▸ **Required work**: What is needed here is every line of the records that includes "batch".

■ ■ ■

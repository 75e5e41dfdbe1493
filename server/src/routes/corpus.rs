use axum::routing::{get, post};
use axum::Router;

use crate::handlers::corpus_handlers::{generate_corpus, health, process};
use crate::handlers::job_handlers::{download_file, job_status};
use crate::state::AppState;

pub fn corpus_routes(state: AppState) -> Router {
    Router::new()
        .route("/", get(health).post(generate_corpus))
        .route("/process", post(process))
        .route("/status/{job_id}", get(job_status))
        .route("/download/{filename}", get(download_file))
        .with_state(state)
}
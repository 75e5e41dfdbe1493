use std::path::PathBuf;

use clap::Parser;
use corpus_service_cli::{utils, ContentPipeline, CorpusPipeline, NoopObserver, PipelineConfig};
use dotenv::dotenv;
use tracing_subscriber::{layer::SubscriberExt, util::SubscriberInitExt};

#[derive(Parser, Debug)]
#[command(author, version, about, long_about = None)]
struct Args {
    /// URL to turn into a corpus
    #[arg(short, long)]
    url: String,

    /// Only process the given page instead of crawling the site
    #[arg(short, long)]
    single_page: bool,

    /// Maximum number of pages to crawl
    #[arg(short, long)]
    max_pages: Option<usize>,

    /// Where to write the corpus
    #[arg(short, long, default_value = "result.json")]
    output: PathBuf,
}

#[tokio::main]
async fn main() -> anyhow::Result<()> {
    dotenv().ok();

    tracing_subscriber::registry()
        .with(
            tracing_subscriber::EnvFilter::try_from_default_env()
                .unwrap_or_else(|_| "corpus_service_cli=info".into()),
        )
        .with(tracing_subscriber::fmt::layer())
        .init();

    let args = Args::parse();

    let mut config = PipelineConfig::from_env();
    if let Some(max_pages) = args.max_pages {
        config.max_pages = max_pages;
    }

    let pipeline = CorpusPipeline::new(config)?;
    pipeline.prepare().await?;

    let output = pipeline
        .run(&[args.url.clone()], args.single_page, &NoopObserver)
        .await?;

    if output.data.is_empty() {
        tracing::warn!(url = %args.url, "no question/answer pairs were generated");
    }

    utils::save_json(&output, &args.output)?;
    Ok(())
}
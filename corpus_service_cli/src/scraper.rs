use crate::config::{
    PipelineConfig, CONTENT_TAGS, EXCLUDED_ELEMENTS, EXCLUDED_EXTENSIONS, EXCLUDED_MARKERS,
    EXCLUDED_PATTERNS, USER_AGENT,
};
use crate::utils::clean_text;
use crate::{Page, PipelineError};
use backoff::{future::retry, ExponentialBackoff};
use futures::stream::{self, StreamExt};
use reqwest::Client;
use scraper::{ElementRef, Html, Selector};
use std::{
    collections::{HashMap, HashSet},
    time::{Duration, Instant},
};
use tokio::sync::Mutex;
use url::Url;

/// Crawls a site and turns its pages into [`Page`]s.
///
/// One instance is shared by every job; fetched bodies are cached for
/// `cache_ttl` so discovery and extraction of the same page hit the
/// network once.
pub struct Scraper {
    client: Client,
    config: PipelineConfig,
    cache: Mutex<HashMap<String, (Instant, String)>>,
}

impl Scraper {
    pub fn new(config: PipelineConfig) -> Result<Self, PipelineError> {
        Ok(Self {
            client: Client::builder()
                .user_agent(USER_AGENT)
                .connect_timeout(config.connect_timeout)
                .timeout(config.connect_timeout + config.request_timeout)
                .build()?,
            config,
            cache: Mutex::new(HashMap::new()),
        })
    }

    /// Expand `start_url` into the concrete pages worth processing.
    ///
    /// A single page expands to itself without touching the network. A site
    /// is crawled breadth first on the same host, bounded by `max_pages` and
    /// `max_depth`. Failing to load the start page is an error; failing on
    /// any other page only drops that page.
    pub async fn discover(
        &self,
        start_url: &str,
        single_page: bool,
    ) -> Result<Vec<String>, PipelineError> {
        let base_url = Url::parse(start_url).map_err(|e| PipelineError::InvalidUrl {
            url: start_url.to_string(),
            reason: e.to_string(),
        })?;

        if single_page {
            return Ok(vec![start_url.to_string()]);
        }

        let start = base_url.to_string();
        let mut visited = HashSet::from([start.clone()]);
        let mut found = Vec::new();
        let mut frontier = vec![(start.clone(), 0usize)];

        while !frontier.is_empty() && found.len() < self.config.max_pages {
            let take = self.config.concurrent_requests.min(frontier.len());
            let batch: Vec<_> = frontier.drain(..take).collect();

            let results = stream::iter(batch)
                .map(|(url, depth)| async move {
                    let body = self.fetch_with_retry(&url).await;
                    (url, depth, body)
                })
                .buffer_unordered(self.config.concurrent_requests)
                .collect::<Vec<_>>()
                .await;

            for (url, depth, body) in results {
                let body = match body {
                    Ok(body) => body,
                    Err(err) if url == start => return Err(err),
                    Err(err) => {
                        tracing::warn!(%url, error = %err, "skipping page during discovery");
                        continue;
                    }
                };

                if found.len() < self.config.max_pages {
                    found.push(url);
                }
                if depth >= self.config.max_depth {
                    continue;
                }
                for link in extract_links(&base_url, &body) {
                    if visited.insert(link.clone()) {
                        frontier.push((link, depth + 1));
                    }
                }
            }
        }

        tracing::debug!(url = start_url, pages = found.len(), "discovery finished");
        Ok(found)
    }

    /// Fetch and extract one page.
    pub async fn fetch_page(&self, url: &str) -> Result<Page, PipelineError> {
        let body = self.fetch_with_retry(url).await?;
        Ok(extract_page(url, &body, &self.config))
    }

    async fn fetch_with_retry(&self, url: &str) -> Result<String, PipelineError> {
        let backoff = ExponentialBackoff {
            max_elapsed_time: Some(Duration::from_secs(30)),
            ..ExponentialBackoff::default()
        };

        retry(backoff, move || async move {
            match self.fetch(url).await {
                Ok(body) => Ok(body),
                Err(e) if e.is_transient() => {
                    tracing::debug!(%url, error = %e, "retrying fetch");
                    Err(backoff::Error::transient(e))
                }
                Err(e) => Err(backoff::Error::permanent(e)),
            }
        })
        .await
    }

    async fn fetch(&self, url: &str) -> Result<String, PipelineError> {
        if let Some(body) = self.cached(url).await {
            return Ok(body);
        }

        tracing::debug!(%url, "fetching");
        tokio::time::sleep(self.config.request_delay).await;

        let res = self.client.get(url).send().await?.error_for_status()?;

        if res
            .content_length()
            .is_some_and(|len| len as usize > self.config.max_content_length)
        {
            return Err(PipelineError::TooLarge {
                url: url.to_string(),
                limit: self.config.max_content_length,
            });
        }

        let body = res.text().await?;
        if body.len() > self.config.max_content_length {
            return Err(PipelineError::TooLarge {
                url: url.to_string(),
                limit: self.config.max_content_length,
            });
        }
        if body.contains("Attention Required!") || body.contains("Checking your browser") {
            return Err(PipelineError::Blocked(url.to_string()));
        }

        if self.config.cache_enabled {
            self.cache
                .lock()
                .await
                .insert(url.to_string(), (Instant::now(), body.clone()));
        }
        Ok(body)
    }

    async fn cached(&self, url: &str) -> Option<String> {
        if !self.config.cache_enabled {
            return None;
        }
        let mut cache = self.cache.lock().await;
        cache.retain(|_, (at, _)| at.elapsed() < self.config.cache_ttl);
        cache.get(url).map(|(_, body)| body.clone())
    }
}

/// Same-host, followable links found in `body`, resolved against `base`.
pub fn extract_links(base: &Url, body: &str) -> Vec<String> {
    let doc = Html::parse_document(body);
    let Ok(link_selector) = Selector::parse("a[href]") else {
        return Vec::new();
    };

    let mut links = Vec::new();
    for el in doc.select(&link_selector) {
        let Some(href) = el.value().attr("href") else {
            continue;
        };
        let Ok(mut link) = base.join(href) else {
            continue;
        };
        link.set_fragment(None);
        if !matches!(link.scheme(), "http" | "https") || link.host_str() != base.host_str() {
            continue;
        }
        if is_excluded_path(link.path()) {
            continue;
        }
        let link = link.to_string();
        if !links.contains(&link) {
            links.push(link);
        }
    }
    links
}

fn is_excluded_path(path: &str) -> bool {
    let path = path.to_lowercase();
    EXCLUDED_PATTERNS.iter().any(|p| path.contains(p))
        || EXCLUDED_EXTENSIONS.iter().any(|ext| path.ends_with(ext))
}

/// Pull the title, meta description and readable text elements out of an
/// HTML document. Boilerplate regions (navigation, footers, cookie banners,
/// forms) are skipped, as are containers whose text is already covered by
/// a nested content element.
pub fn extract_page(url: &str, body: &str, config: &PipelineConfig) -> Page {
    let doc = Html::parse_document(body);

    let title = Selector::parse("title")
        .ok()
        .and_then(|sel| doc.select(&sel).next().map(|el| el.text().collect::<String>()))
        .map(|t| t.trim().to_string())
        .filter(|t| !t.is_empty())
        .unwrap_or_else(|| "Untitled".to_string());

    let mut page = Page::new(url.to_string(), title);

    page.meta_description = Selector::parse("meta[name='description']")
        .ok()
        .and_then(|sel| {
            doc.select(&sel)
                .next()
                .and_then(|meta| meta.value().attr("content").map(str::to_string))
        });

    let Ok(content_selector) = Selector::parse(&CONTENT_TAGS.join(", ")) else {
        return page;
    };

    let mut seen = HashSet::new();
    for el in doc.select(&content_selector) {
        if is_excluded(&el) || el.ancestors().filter_map(ElementRef::wrap).any(|a| is_excluded(&a)) {
            continue;
        }
        if el.select(&content_selector).any(|inner| inner.id() != el.id()) {
            continue;
        }
        let text = clean_text(&el.text().collect::<Vec<_>>().join(" "));
        if !text.is_empty() && seen.insert(text.clone()) {
            page.elements.push(text);
        }
    }

    if page.content_length() > config.max_content_length {
        page.truncate_content(config.max_content_length);
    }

    page
}

fn is_excluded(el: &ElementRef<'_>) -> bool {
    let element = el.value();
    if EXCLUDED_ELEMENTS.contains(&element.name()) {
        return true;
    }
    let marked = |token: &str| {
        let token = token.to_lowercase();
        EXCLUDED_MARKERS
            .iter()
            .any(|m| token == *m || token.starts_with(&format!("{m}-")))
    };
    element.classes().any(marked) || element.id().is_some_and(marked)
}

■ ■ ■

▸ **Exercise solution**:
            let batch: Vec<_> = frontier.drain(..take).collect();
            let results = stream::iter(batch)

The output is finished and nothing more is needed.